The administered task of VMI taps into children’s ability to coordinate spatial processing and fine-motor control. VMI significantly predicted performance in arithmetic, but not in number line estimation, when considered concurrently with other measures. The latter seems to be in conflict with the assumption of Simms et al. (2016) arguing that VMI can be especially useful for the number line estimation task as both tasks require the translation of visuo-spatial information into a physical space through a motor response. It is worth noting, that children in the study by Simms et al. (2016) were about 4 years older than children in the present study. The results of the additional analyses investigating the predictive value of the spatial measures showed that VMI predicts number line estimation, when only the three spatial skills are added as independent variables to the regression model. In the main analyses, number-specific and domain-general abilities were considered concurrently. Here, VMI does not significantly predict number line estimation anymore. The predictive power of VMI for early arithmetic confirms the findings by Cameron et al. (2012) who report that VMI relates to mathematics in kindergarten children (and in older children, see Sortor & Kulp, 2003). We might even suggest that this finding fits with the literature documenting a link between children’s finger representation and early mathematics (Fayol, Barrouillet, & Marinthe, 1998; Reeve & Humberstone, 2011). The latter authors assume that tasks involving tactile perception and psychomotor abilities are important for quantification. Reeve and Humberstone (2011) hold the view that finger representation mediates the spatial representation supporting numerical development. However, the suggestion of linking our data to empirical data on finger representation and early mathematical development remains speculative, because children’s finger representation or finger counting abilities were not directly assessed.

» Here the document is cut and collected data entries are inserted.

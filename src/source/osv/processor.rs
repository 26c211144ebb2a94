use super::client::{OsvAffected, OsvVulnerability};
use crate::ignore::IgnorePolicy;
use crate::matcher::{is_affected, AffectedSpec};
use crate::model::{Advisory, Package};
use crate::severity::{classify, SeveritySignals};
use crate::source::{collect_aliases, process_records, select_description, ProcessOutcome, VulnerabilityRecord};

const OSV_VULN_URL: &str = "https://osv.dev/vulnerability";

/// An OSV record scoped to the ecosystem being scanned.
pub(crate) struct OsvRecord<'a> {
    vuln: &'a OsvVulnerability,
    ecosystem: &'a str,
}

pub(crate) fn process(
    vulns: &[OsvVulnerability],
    packages: &[Package],
    policy: &IgnorePolicy,
    ecosystem: &str,
) -> ProcessOutcome {
    let records: Vec<OsvRecord<'_>> = vulns
        .iter()
        .map(|vuln| OsvRecord { vuln, ecosystem })
        .collect();
    process_records(&records, packages, policy)
}

impl<'a> OsvRecord<'a> {
    /// `affected` entries for `name` in the scanned ecosystem. Entries
    /// without an ecosystem are accepted.
    fn affected_for<'s>(&self, name: &'s str) -> impl Iterator<Item = &'a OsvAffected> + 's
    where
        'a: 's,
    {
        let ecosystem = self.ecosystem;
        self.vuln.affected.iter().filter(move |affected| {
            affected.package.as_ref().is_some_and(|p| {
                p.name == name
                    && p.ecosystem
                        .as_deref()
                        .is_none_or(|e| e.eq_ignore_ascii_case(ecosystem))
            })
        })
    }

    fn severity_signals(&self, name: &str) -> SeveritySignals {
        let label = self
            .vuln
            .database_specific
            .as_ref()
            .and_then(|d| d.severity.clone())
            .or_else(|| {
                self.affected_for(name)
                    .find_map(|a| a.database_specific.as_ref()?.severity.clone())
            });

        let scores = self
            .vuln
            .severity
            .iter()
            .chain(self.affected_for(name).flat_map(|a| a.severity.iter()))
            .map(|s| s.score.clone())
            .collect();

        SeveritySignals { label, scores }
    }

    /// `ADVISORY` reference first, then `WEB`, then anything.
    fn reference_url(&self) -> String {
        let refs = &self.vuln.references;
        ["ADVISORY", "WEB"]
            .iter()
            .find_map(|kind| {
                refs.iter()
                    .find(|r| r.kind.as_deref() == Some(*kind))
                    .map(|r| r.url.clone())
            })
            .or_else(|| refs.first().map(|r| r.url.clone()))
            .unwrap_or_else(|| format!("{OSV_VULN_URL}/{}", self.vuln.id))
    }
}

impl VulnerabilityRecord for OsvRecord<'_> {
    fn id(&self) -> &str {
        &self.vuln.id
    }

    fn aliases(&self) -> Vec<String> {
        let url = self.reference_url();
        collect_aliases(&self.vuln.id, self.vuln.aliases.iter().cloned(), Some(&url))
    }

    fn targets(&self, name: &str) -> bool {
        self.affected_for(name).next().is_some()
    }

    fn affects(&self, package: &Package) -> bool {
        self.affected_for(&package.name).any(|affected| {
            if is_affected(&package.version, &AffectedSpec::Versions(&affected.versions)) {
                return true;
            }
            affected
                .ranges
                .iter()
                .filter(|r| matches!(r.kind.as_str(), "SEMVER" | "ECOSYSTEM"))
                .any(|r| is_affected(&package.version, &AffectedSpec::Events(&r.events)))
        })
    }

    fn to_advisory(&self, package: &Package, aliases: Vec<String>) -> Advisory {
        let vuln = self.vuln;
        let message = vuln
            .summary
            .as_deref()
            .map(str::trim)
            .filter(|s| !s.is_empty())
            .unwrap_or(&vuln.id)
            .to_string();

        Advisory {
            id: vuln.id.clone(),
            message,
            level: classify(&self.severity_signals(&package.name)),
            package: package.name.clone(),
            url: Some(self.reference_url()),
            description: select_description(vuln.summary.as_deref(), vuln.details.as_deref()),
            aliases,
        }
    }
}
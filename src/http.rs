//! Shared HTTP plumbing for source clients.
//!
//! Every outbound call carries a fixed timeout so a stalled database
//! surfaces as a retryable [`SourceError::Timeout`] instead of a hang.

use reqwest::{Client, Response};
use serde::de::DeserializeOwned;
use std::time::Duration;

use crate::error::SourceError;

const USER_AGENT: &str = concat!("vulngate/", env!("CARGO_PKG_VERSION"));

const CONNECT_TIMEOUT: Duration = Duration::from_secs(5);
const POOL_IDLE_TIMEOUT: Duration = Duration::from_secs(90);

pub fn build_client(timeout: Duration) -> Result<Client, SourceError> {
    Client::builder()
        .user_agent(USER_AGENT)
        .timeout(timeout)
        .connect_timeout(CONNECT_TIMEOUT.min(timeout))
        .pool_idle_timeout(POOL_IDLE_TIMEOUT)
        .build()
        .map_err(|e| SourceError::from_reqwest("client", e))
}

/// Turns non-2xx responses into [`SourceError::Status`] and decodes the body.
pub async fn read_json<T: DeserializeOwned>(url: &str, response: Response) -> Result<T, SourceError> {
    let status = response.status();
    if !status.is_success() {
        return Err(SourceError::Status {
            status: status.as_u16(),
            url: url.to_string(),
        });
    }

    let body = response
        .bytes()
        .await
        .map_err(|e| SourceError::from_reqwest(url, e))?;

    serde_json::from_slice(&body).map_err(|e| SourceError::decode(url, e.to_string()))
}
use serde::{Deserialize, Serialize};
use std::fmt;

/// A resolved package as supplied by the caller.
#[derive(Debug, Clone, PartialEq, Eq, Hash, Serialize, Deserialize)]
pub struct Package {
    pub name: String,
    pub version: String,
}

impl Package {
    pub fn new(name: impl Into<String>, version: impl Into<String>) -> Self {
        Self {
            name: name.into(),
            version: version.into(),
        }
    }

    /// Identity key used for coalescing duplicates (`name@version`).
    pub fn key(&self) -> String {
        format!("{}@{}", self.name, self.version)
    }
}

impl fmt::Display for Package {
    fn fmt(&self, f: &mut fmt::Formatter<'_>) -> fmt::Result {
        write!(f, "{}@{}", self.name, self.version)
    }
}
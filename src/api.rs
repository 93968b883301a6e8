//! Language model access.
//!
//! - [`AskAsync`]: send one user message, get the model's text back
//! - [`AnthropicClient`]: [`AskAsync`] over the Anthropic Messages API
//!
//! A call is made once; failures are returned to the caller, which logs
//! them and skips the file.

use crate::config::ExtractorConfig;
use crate::errors::ModelError;
use serde::{Deserialize, Serialize};
use serde_json::Value;
use std::fmt;
use std::time::Instant;
use tracing::{info, instrument, warn};

const ANTHROPIC_VERSION: &str = "2023-06-01";

/// Trait for async LLM interaction.
pub trait AskAsync {
    /// The type of response returned by the LLM.
    type Response;

    /// Send `text` as the user message and return the model's answer.
    async fn ask(&self, text: &str) -> Result<Self::Response, ModelError>;
}

#[derive(Debug, Serialize)]
struct MessagesRequest<'a> {
    model: &'a str,
    max_tokens: u32,
    temperature: f32,
    system: &'a str,
    messages: [UserMessage<'a>; 1],
}

#[derive(Debug, Serialize)]
struct UserMessage<'a> {
    role: &'static str,
    content: &'a str,
}

#[derive(Debug, Deserialize)]
struct MessagesResponse {
    #[serde(default)]
    content: Vec<Value>,
}

#[derive(Debug, Deserialize)]
struct ErrorEnvelope {
    error: ErrorBody,
}

#[derive(Debug, Deserialize)]
struct ErrorBody {
    message: String,
}

/// Client for `POST {api_base}/v1/messages` with a fixed system prompt.
#[derive(Clone)]
pub struct AnthropicClient {
    http: reqwest::Client,
    api_key: Option<String>,
    api_base: String,
    model: String,
    max_tokens: u32,
    temperature: f32,
    system: String,
}

impl fmt::Debug for AnthropicClient {
    fn fmt(&self, f: &mut fmt::Formatter<'_>) -> fmt::Result {
        f.debug_struct("AnthropicClient")
            .field("api_base", &self.api_base)
            .field("model", &self.model)
            .field("max_tokens", &self.max_tokens)
            .field("temperature", &self.temperature)
            .field("has_api_key", &self.api_key.is_some())
            .finish()
    }
}

impl AnthropicClient {
    /// Build a client from the extractor settings.
    ///
    /// A missing key is not an error here: every call then fails with
    /// [`ModelError::MissingApiKey`].
    pub fn new(config: &ExtractorConfig, api_key: Option<String>, system: impl Into<String>) -> Self {
        Self {
            http: reqwest::Client::new(),
            api_key: api_key.filter(|k| !k.trim().is_empty()),
            api_base: config.api_base.trim_end_matches('/').to_string(),
            model: config.model.clone(),
            max_tokens: config.max_tokens,
            temperature: config.temperature,
            system: system.into(),
        }
    }

    fn endpoint(&self) -> String {
        format!("{}/v1/messages", self.api_base)
    }
}

impl AskAsync for AnthropicClient {
    type Response = String;

    #[instrument(level = "info", skip_all, fields(model = %self.model, bytes = text.len()))]
    async fn ask(&self, text: &str) -> Result<Self::Response, ModelError> {
        let api_key = self.api_key.as_deref().ok_or(ModelError::MissingApiKey)?;
        let request = MessagesRequest {
            model: &self.model,
            max_tokens: self.max_tokens,
            temperature: self.temperature,
            system: &self.system,
            messages: [UserMessage {
                role: "user",
                content: text,
            }],
        };

        let t0 = Instant::now();
        let response = self
            .http
            .post(self.endpoint())
            .header("x-api-key", api_key)
            .header("anthropic-version", ANTHROPIC_VERSION)
            .json(&request)
            .send()
            .await?;
        let status = response.status();
        let body = response.text().await?;
        let dt = t0.elapsed();

        if !status.is_success() {
            let message = serde_json::from_str::<ErrorEnvelope>(&body)
                .map(|e| e.error.message)
                .unwrap_or(body);
            warn!(elapsed_ms = dt.as_millis() as u64, status = status.as_u16(), "API call failed");
            return Err(ModelError::Api {
                status: status.as_u16(),
                message,
            });
        }

        let parsed: MessagesResponse =
            serde_json::from_str(&body).map_err(|e| ModelError::Decode(e.to_string()))?;
        let first = parsed.content.into_iter().next().ok_or(ModelError::NoContent)?;
        info!(elapsed_ms = dt.as_millis() as u64, "API call succeeded");
        Ok(block_text(first))
    }
}

/// Text of a content block; blocks without a `text` field are rendered as JSON.
fn block_text(block: Value) -> String {
    match block.get("text").and_then(Value::as_str) {
        Some(text) => text.to_string(),
        None => block.to_string(),
    }
}
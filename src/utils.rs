//! Helpers for filenames, logging and directory handling.
//!
//! - Title to filename conversion for scraped articles
//! - String truncation for logging model responses
//! - Deterministic (sorted) directory listings used by every stage
//! - Output directory validation before a full run

use crate::errors::PipelineError;
use once_cell::sync::Lazy;
use regex::Regex;
use std::fs as stdfs;
use std::path::{Path, PathBuf};
use tokio::fs;
use tracing::{info, instrument};

static NON_FILENAME_CHARS: Lazy<Regex> = Lazy::new(|| Regex::new(r"[^\w\s-]").unwrap());
static SEPARATOR_RUNS: Lazy<Regex> = Lazy::new(|| Regex::new(r"[-\s]+").unwrap());

/// Convert an article title to the name of the file it is stored in.
///
/// Everything except word characters, whitespace and hyphens is dropped, runs
/// of whitespace/hyphens become a single underscore, the result is lowercased
/// and gets a `.txt` extension.
///
/// ```ignore
/// assert_eq!(clean_filename("Acme Raises $5M Seed"), "acme_raises_5m_seed.txt");
/// ```
pub fn clean_filename(title: &str) -> String {
    let stripped = NON_FILENAME_CHARS.replace_all(title, "");
    let joined = SEPARATOR_RUNS.replace_all(&stripped, "_");
    let mut name = joined.trim_matches('-').to_lowercase();
    name.push_str(".txt");
    name
}

/// Truncate a string for logging purposes.
///
/// Long strings are cut to at most `max` bytes (on a character boundary) with
/// an ellipsis and byte count appended.
pub fn truncate_for_log(s: &str, max: usize) -> String {
    if s.len() <= max {
        return s.to_string();
    }
    let mut cut = max;
    while !s.is_char_boundary(cut) {
        cut -= 1;
    }
    format!("{}…(+{} bytes)", &s[..cut], s.len() - cut)
}

/// List the entries of `dir` whose file name satisfies `keep`, sorted by name.
///
/// # Arguments
///
/// * `dir` - Directory to list; it must exist
/// * `keep` - Called with each entry's file name and full path
///
/// # Returns
///
/// `(file_name, full_path)` pairs in lexicographic name order. Names that are
/// not valid UTF-8 are skipped.
pub async fn sorted_entries<F>(dir: &Path, keep: F) -> Result<Vec<(String, PathBuf)>, PipelineError>
where
    F: Fn(&str, &Path) -> bool,
{
    let mut reader = fs::read_dir(dir)
        .await
        .map_err(|e| PipelineError::io(dir, e))?;
    let mut entries = Vec::new();
    while let Some(entry) = reader
        .next_entry()
        .await
        .map_err(|e| PipelineError::io(dir, e))?
    {
        let path = entry.path();
        let Ok(name) = entry.file_name().into_string() else {
            continue;
        };
        if keep(&name, &path) {
            entries.push((name, path));
        }
    }
    entries.sort_by(|a, b| a.0.cmp(&b.0));
    Ok(entries)
}

/// Create `path` (and parents) if needed.
pub async fn create_dir(path: &Path) -> Result<(), PipelineError> {
    fs::create_dir_all(path)
        .await
        .map_err(|e| PipelineError::io(path, e))
}

/// Ensure a directory exists and is writable.
///
/// Creates the directory if it doesn't exist, then writes and removes a probe
/// file.
///
/// # Arguments
///
/// * `path` - Directory to check
///
/// # Returns
///
/// `Ok(())` if the directory is usable, otherwise the [`PipelineError::Io`]
/// for the step that failed.
#[instrument(level = "info", skip_all, fields(path = %path.display()))]
pub async fn ensure_writable_dir(path: &Path) -> Result<(), PipelineError> {
    create_dir(path).await?;
    let probe_path = path.join("..__probe_write__");
    // std fs keeps the error surface small here
    match stdfs::File::create(&probe_path) {
        Ok(_) => {
            let _ = stdfs::remove_file(&probe_path);
            info!("Output directory is writable");
            Ok(())
        }
        Err(e) => Err(PipelineError::io(path, e)),
    }
}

In the final regression model, the task of spatial visualization did not predict any of our outcome measures. This is most likely explained by the additional consideration of spatial orientation in our model. Spatial orientation might be the more relevant aspect of spatial skills in the context of mathematical development. This assumption is confirmed by results of the additional regression analysis with arithmetic and number line estimation as dependent variables respectively. Spatial visualization is a significant predictor of arithmetic and number line estimation, until spatial orientation is added to the model. Both measures of spatial skills appear to be overlapping (underpinned by their correlation). When considered isolatedly from other spatial measures, the measure of spatial visualization seems to carry significant information, but the measure of spatial orientation may contain the only relevant information. These findings are in line with Zhang and Lin (2015) who argue in the introduction of their paper that sophisticated spatial skills such as spatial visualization may not be required for basic number competencies assessed in the preschool years. More basic spatial skills, such as spatial perception, may be especially important for early mathematics. Our results fit with that assumption. The concurrent consideration of spatial orientation and spatial visualization might be at the basis of the discrepancy between our findings and the findings by Gunderson et al. (2012) and Zhang et al. (2014) (who did only consider spatial visualization).
Role of Number-Specific Abilities for Early Mathematics [TOP]
The predictive power of three different number-specific abilities on arithmetic and number line estimation was studied. In the hierarchical regression analyses, number-specific predictors were added in model 3 to more general predictors. Adding number-specific predictors to the regression models, predicting arithmetic and number line estimation respectively, yielded the importance of Arabic numeral knowledge for both dependent variables. Arabic numeral knowledge was the only significant predictor of arithmetic in Model 3; Arabic numeral knowledge and age were both two significant predictors for number line estimation in Model 3.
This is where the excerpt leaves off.